Your answer should be the lines from the start of the records through the line with "let mut stmt", copied word for word.

DATASET EXCERPTS below:

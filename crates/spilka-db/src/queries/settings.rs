use anyhow::Result;
use chrono::{DateTime, Utc};
use rusqlite::params;

use crate::Database;

impl Database {
    /// Raw key/value pairs under a prefix; parsing and defaulting belong to
    /// the settings resolver, not the storage layer.
    pub fn settings_with_prefix(&self, prefix: &str) -> Result<Vec<(String, String)>> {
        self.with_conn(|conn| {
            let mut stmt =
                conn.prepare("SELECT key, value FROM settings WHERE key LIKE ?1 || '%'")?;
            let rows = stmt
                .query_map(params![prefix], |row| Ok((row.get(0)?, row.get(1)?)))?
                .collect::<std::result::Result<Vec<_>, _>>()?;
            Ok(rows)
        })
    }

    pub fn upsert_setting(&self, key: &str, value: &str, at: DateTime<Utc>) -> Result<()> {
        self.with_conn(|conn| {
            conn.execute(
                "INSERT INTO settings (key, value, updated_at) VALUES (?1, ?2, ?3)
                 ON CONFLICT(key) DO UPDATE SET value = excluded.value,
                                               updated_at = excluded.updated_at",
                params![key, value, at],
            )?;
            Ok(())
        })
    }
}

End of DATASET EXCERPTS.

RESULT FOR THIS EXERCISE:
filename crates/spilka-db/src/queries/settings.rs
use anyhow::Result;
use chrono::{DateTime, Utc};
use rusqlite::params;

use crate::Database;

impl Database {
    /// Raw key/value pairs under a prefix; parsing and defaulting belong to
    /// the settings resolver, not the storage layer.
    pub fn settings_with_prefix(&self, prefix: &str) -> Result<Vec<(String, String)>> {
        self.with_conn(|conn| {
            let mut stmt =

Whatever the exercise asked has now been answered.